# Looking for 1st car



## DancinBear (Apr 21, 2009)

Looking to buy my daughter her first car. Anyone have any leads?


Sent from my iPhone using Tapatalk


----------



## DHower08 (Nov 20, 2015)

What are you looking for and what budget. Auto or manual transmission power windows or manual windows locks etc...


----------



## BNiemo (Mar 28, 2019)

I have a 1967 bobbed deuce and a half. It's safe, it's slow, and once she can park it she'll be able to park anything!


----------



## mrb1 (Apr 12, 2009)

Couple hundred leads on Cleveland's Craigslist.


----------



## CoonDawg92 (Jun 1, 2016)

I’ve had good luck twice now buying 3 year old Ford Escapes that are lease turn ins for a reasonable price. Should be able to find something low 20’s if that is in your price range.

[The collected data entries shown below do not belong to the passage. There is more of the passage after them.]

/*
 * Copyright © 2025, United States Government, as represented by the Administrator of 
 * the National Aeronautics and Space Administration. All rights reserved.
 *
 * The “ODIN” software is licensed under the Apache License, Version 2.0 (the "License"); 
 * you may not use this file except in compliance with the License. You may obtain a copy 
 * of the License at http://www.apache.org/licenses/LICENSE-2.0.
 *
 * Unless required by applicable law or agreed to in writing, software distributed under
 * the License is distributed on an "AS IS" BASIS, WITHOUT WARRANTIES OR CONDITIONS OF ANY KIND,
 * either express or implied. See the License for the specific language governing permissions
 * and limitations under the License.
 */

#![allow(unused)]

use std::{sync::Arc, time::Duration};
use chrono::{TimeDelta, Utc};
use serde_json::json;
use tokio::sync::watch;
use geowatch_feed::{CacheResult, Provenance};
use geowatch_adsb::*;

// run with "cargo test --test test_adsb -- --nocapture"

fn aircraft (icao24: &str, lon: f64, lat: f64, velocity_ms: f64, heading: f64)->Aircraft {
    Aircraft {
        icao24: icao24.to_string(), callsign: format!("T{icao24}"), country: "Testland".to_string(),
        lon, lat, altitude_m: 10000.0, velocity_ms, heading
    }
}

#[test]
fn test_dead_reckon_zero_elapsed () {
    let base = adsb_fallback();
    assert_eq!( dead_reckon( &base, Duration::ZERO), base);
}

#[test]
fn test_dead_reckon_stationary () {
    let base = vec![ aircraft( "a", 10.0, 50.0, 0.0, 90.0), aircraft( "b", 11.0, 51.0, -5.0, 0.0) ];
    let moved = dead_reckon( &base, Duration::from_secs(600));
    assert_eq!( moved, base);
}

#[test]
fn test_dead_reckon_moving () {
    let base = vec![
        aircraft( "north", 10.0, 0.0, 111.32, 0.0),
        aircraft( "east", 10.0, 60.0, 111.32, 90.0),
    ];
    let moved = dead_reckon( &base, Duration::from_secs(1000));
    for ac in &moved { println!("{ac}"); }

    // 111.32 m/s for 1000s is 111.32km, which is one degree of latitude
    assert!( (moved[0].lat - 1.0).abs() < 1e-9);
    assert!( (moved[0].lon - 10.0).abs() < 1e-9);

    // at 60° latitude one degree of longitude is half as long
    assert!( (moved[1].lat - 60.0).abs() < 1e-9);
    assert!( (moved[1].lon - 12.0).abs() < 1e-6);

    // all other fields unchanged
    assert_eq!( moved[1].icao24, "east");
    assert_eq!( moved[1].altitude_m, 10000.0);
    assert_eq!( moved[1].heading, 90.0);
}

#[test]
fn test_dead_reckon_antimeridian () {
    let base = vec![ aircraft( "x", 179.9, 0.0, 250.0, 90.0) ];
    let moved = dead_reckon( &base, Duration::from_secs(600));
    println!("{}", moved[0]);
    assert!( moved[0].lon < 0.0 && moved[0].lon > -180.0);
}

#[test]
fn test_normalize_adsb () {
    let payload = json!({ "ac": [
        { "hex": "abc123", "flight": "UAL1   ", "r": "N123", "lon": -122.0, "lat": 37.5, "alt_baro": 35000, "gs": 450.0, "track": 270.0 },
        { "hex": "ground1", "lon": 1.0, "lat": 2.0, "alt_baro": "ground", "gs": 5.0 },
        { "hex": "noalt", "lon": 1.0, "lat": 2.0, "gs": 300.0 },
        { "hex": "nolat", "lon": 1.0, "alt_baro": 20000 },
        { "hex": "minimal", "lon": 3.0, "lat": 4.0, "alt_baro": 1000 },
        { "hex": "broken", "lon": "east", "lat": 4.0, "alt_baro": 1000 }
    ]});

    let acs = normalize_adsb( &payload);
    for ac in &acs { println!("{ac}"); }
    assert_eq!( acs.len(), 2);

    let ac = &acs[0];
    assert_eq!( ac.icao24, "abc123");
    assert_eq!( ac.callsign, "UAL1");
    assert_eq!( ac.country, "N123");
    assert_eq!( ac.altitude_m, 35000.0 * 0.3048);
    assert_eq!( ac.velocity_ms, 450.0 * 0.5144);
    assert_eq!( ac.heading, 270.0);

    let ac = &acs[1];
    assert_eq!( ac.callsign, "");
    assert_eq!( ac.velocity_ms, 0.0);
    assert_eq!( ac.heading, 0.0);

    // bare arrays work too
    let payload = json!([ { "hex": "abc123", "lon": -122.0, "lat": 37.5, "alt_baro": 35000 } ]);
    assert_eq!( normalize_adsb( &payload).len(), 1);

    assert!( normalize_adsb( &json!({ "msg": "no data" })).is_empty());
}

fn state (icao24: &str, lon: serde_json::Value, lat: serde_json::Value, on_ground: bool, baro: serde_json::Value, geo: serde_json::Value)->serde_json::Value {
    json!([ icao24, "DLH4AB  ", "Germany", 1700000000, 1700000000, lon, lat, baro, on_ground, 240.5, 87.0, 0.0, null, geo, "1000", false, 0 ])
}

#[test]
fn test_normalize_opensky () {
    let payload = json!({ "time": 1700000000, "states": [
        state( "3c6444", json!(13.4), json!(52.5), false, json!(11000.0), json!(11200.0)),
        state( "3c6445", json!(13.4), json!(52.5), false, json!(11000.0), json!(null)),
        state( "3c6446", json!(13.4), json!(52.5), false, json!(null), json!(null)),
        state( "3c6447", json!(13.4), json!(52.5), true, json!(null), json!(null)),
        state( "3c6448", json!(null), json!(52.5), false, json!(11000.0), json!(11200.0)),
    ]});

    let acs = normalize_opensky( &payload);
    for ac in &acs { println!("{ac}"); }
    assert_eq!( acs.len(), 3);
    assert_eq!( acs[0].callsign, "DLH4AB");
    assert_eq!( acs[0].altitude_m, 11200.0);
    assert_eq!( acs[1].altitude_m, 11000.0);
    assert_eq!( acs[2].altitude_m, 0.0);
    assert_eq!( acs[0].velocity_ms, 240.5);
    assert_eq!( acs[0].heading, 87.0);

    assert!( normalize_opensky( &json!({ "time": 1, "states": null })).is_empty());
}

#[test]
fn test_opensky_min_count () {
    let src = OpenSkySource::new( &OpenSkyConfig::default());
    assert!( src.check_count( opensky_fallback()).is_err()); // 5 < 10
    let many: Vec<Aircraft> = (0..10).map( |i| aircraft( &i.to_string(), 0.0, 0.0, 100.0, 0.0)).collect();
    assert_eq!( src.check_count( many).unwrap().len(), 10);
}

#[test]
fn test_opensky_config_defaults () {
    let osc = OpenSkyConfig::default();
    assert_eq!( osc.dead_reckoning_interval, Duration::from_secs(1));
    assert_eq!( osc.poll_interval, Duration::from_secs(60));
    assert_eq!( osc.min_aircraft, 10);
}

#[test]
fn test_fallbacks () {
    let adsb = adsb_fallback();
    assert_eq!( adsb.len(), 30);
    assert_eq!( adsb[0].callsign, "SIA321");
    assert_eq!( adsb[29].callsign, "ANZ180");

    let opensky = opensky_fallback();
    assert_eq!( opensky.len(), 5);
    assert_eq!( opensky[0].lat, 1.35);
}

#[test]
fn test_base_from_result () {
    let now = Utc::now();
    let fetched = now - TimeDelta::seconds(30);

    let res = CacheResult { items: Arc::new( adsb_fallback()), provenance: Provenance::Cached, fetched_at: Some(fetched) };
    assert_eq!( AircraftBase::from_result( res, now).captured_at, fetched);

    let res = CacheResult { items: Arc::new( adsb_fallback()), provenance: Provenance::Stale, fetched_at: Some(fetched) };
    assert_eq!( AircraftBase::from_result( res, now).captured_at, now);

    let res = CacheResult { items: Arc::new( adsb_fallback()), provenance: Provenance::Fallback, fetched_at: None };
    assert_eq!( AircraftBase::from_result( res, now).captured_at, now);
}

#[test]
fn test_dead_reckoning_cadence () {
    let t0 = Utc::now();
    let (base_tx, base_rx) = watch::channel( AircraftBase::new( t0, vec![ aircraft( "n", 0.0, 0.0, 111.32, 0.0) ]));
    let (ac_tx, ac_rx) = watch::channel( Arc::new( Vec::<Aircraft>::new()));
    let dr = DeadReckoning::new( base_rx, ac_tx);

    dr.update_at( t0 + TimeDelta::seconds(100));
    assert!( (ac_rx.borrow()[0].lat - 0.1).abs() < 1e-9);

    // a new base replaces what we extrapolate from, the cadence itself keeps going
    base_tx.send_replace( AircraftBase::new( t0 + TimeDelta::seconds(100), vec![ aircraft( "n", 0.0, 5.0, 0.0, 0.0) ]));
    dr.update_at( t0 + TimeDelta::seconds(200));
    assert_eq!( ac_rx.borrow()[0].lat, 5.0);
}

#[test]
fn test_config_from_ron () {
    let ron = r#"(
        base_url: "http://localhost:8080/v2",
        regions: [ (lat: 51.0, lon: 2.0, dist: 100) ],
        cache: ( ttl: "9m 30s", timeout: "12s" ),
        poll_interval: "10m",
        dead_reckoning_interval: "1s",
    )"#;
    let config: AdsbConfig = ron::from_str( ron).unwrap();
    assert_eq!( config.cache.ttl, Duration::from_secs(570));
    assert_eq!( config.regions.len(), 1);

    assert_eq!( AdsbConfig::default().cache.ttl, Duration::from_secs(570));
}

My daughter drove one in high school and just left for college 4 hours away in it. Wanted something that would be reliable and low enough mileage that would get her through school and out into the world on her own. So far so good.

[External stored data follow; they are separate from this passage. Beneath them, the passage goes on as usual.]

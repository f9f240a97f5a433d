/*
 * Copyright © 2025, United States Government, as represented by the Administrator of 
 * the National Aeronautics and Space Administration. All rights reserved.
 *
 * The “ODIN” software is licensed under the Apache License, Version 2.0 (the "License"); 
 * you may not use this file except in compliance with the License. You may obtain a copy 
 * of the License at http://www.apache.org/licenses/LICENSE-2.0.
 *
 * Unless required by applicable law or agreed to in writing, software distributed under
 * the License is distributed on an "AS IS" BASIS, WITHOUT WARRANTIES OR CONDITIONS OF ANY KIND,
 * either express or implied. See the License for the specific language governing permissions
 * and limitations under the License.
 */

#![allow(unused)]

use std::{sync::Arc, time::Duration};
use serde::Serialize;
use tokio::{sync::watch, task::JoinHandle, time::{self, MissedTickBehavior}};
use tokio_util::sync::CancellationToken;
use geowatch_common::{datetime::utc_now, debug, info, warn};
use geowatch_feed::{FeedSource, fetch_with_timeout};

use crate::{event::GlobeEvent, impact::{ImpactSender, impacts_for}, novelty::NoveltyTracker};

/// what the event layer shows: the current events, whether the first poll is still pending and
/// the message of the last failure (cleared by the next success)
#[derive(Serialize,Debug,Clone)]
pub struct EventFeedState {
    pub events: Arc<Vec<GlobeEvent>>,
    pub loading: bool,
    pub error: Option<String>,
}

impl Default for EventFeedState {
    fn default ()->Self {
        EventFeedState { events: Arc::new( Vec::new()), loading: true, error: None }
    }
}

/// poll `source` every `interval`. Each successful poll replaces the published events and sends
/// impact animations for events we did not see before (none for the first poll). Failures keep
/// the previous events. A rate limit response ends the poller, as does `cancel` - results that
/// arrive after cancellation are discarded
pub fn spawn_event_poller<S> (
    source: S,
    interval: Duration,
    timeout: Duration,
    max_impacts: usize,
    impacts: ImpactSender,
    cancel: CancellationToken,
)->(JoinHandle<()>, watch::Receiver<EventFeedState>)
    where S: FeedSource<Item=GlobeEvent> + 'static
{
    let (tx, rx) = watch::channel( EventFeedState::default());

    let task = tokio::spawn( async move {
        let mut tracker = NoveltyTracker::new();
        let mut timer = time::interval( interval);
        timer.set_missed_tick_behavior( MissedTickBehavior::Delay);

        loop {
            tokio::select! {
                _ = cancel.cancelled() => break,
                _ = timer.tick() => {}
            }

            let res = tokio::select! {
                _ = cancel.cancelled() => break,
                res = fetch_with_timeout( &source, timeout) => res
            };
            if cancel.is_cancelled() { break }

            match res {
                Ok(events) => {
                    let batch = impacts_for( tracker.observe( &events), utc_now().timestamp_millis(), max_impacts);
                    if !batch.is_empty() {
                        info!("{} new events", batch.len());
                        if impacts.send( batch).is_err() {
                            debug!("impact queue gone");
                        }
                    }
                    tx.send_replace( EventFeedState { events: Arc::new(events), loading: false, error: None });
                }
                Err(e) => {
                    warn!("{} poll failed: {}", source.name(), e);
                    let rate_limited = e.is_rate_limit();
                    tx.send_modify( |state| {
                        state.loading = false;
                        state.error = Some( e.to_string());
                    });
                    if rate_limited {
                        info!("{} poller stopped (rate limited)", source.name());
                        break
                    }
                }
            }
        }
        debug!("{} poller terminated", source.name());
    });

    (task, rx)
}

if it was going to only be for a few years and local driving only, would go less expensive with an older car with higher mileage.


----------



## Specwar (Sep 22, 2014)

What’s your price range?


----------



## EnonEye (Apr 13, 2011)

get er a Tacoma stick 4-banger, she'll be too embarrased to have passengers but it'll get through anything😂


----------



## fishless (Sep 18, 2014)

EnonEye said:


> get er a Tacoma stick 4-banger, she'll be too embarrased to have passengers but it'll get through anything😂


Hey now . I have one of those and it is bullet proof .


----------



## DancinBear (Apr 21, 2009)

5k car. Wondered if anyone had anything before we buy one from a dealer 


Sent from my iPhone using Tapatalk


----------



## All Eyes (Jul 28, 2004)

I've had good luck in the past on Auto Trader. Set your max price and distance you are willing to go. Sometimes you can get a good deal on a lot, but I prefer private sellers. My last good deal ended up being in Pittsburgh but had a lot of communication and pictures before I made the drive.


----------



## All Eyes (Jul 28, 2004)

One lot I would recommend checking is Bowling's Used Cars in S Canton. They have been good to me in the past and sometimes have pretty nice vehicles in your price range. 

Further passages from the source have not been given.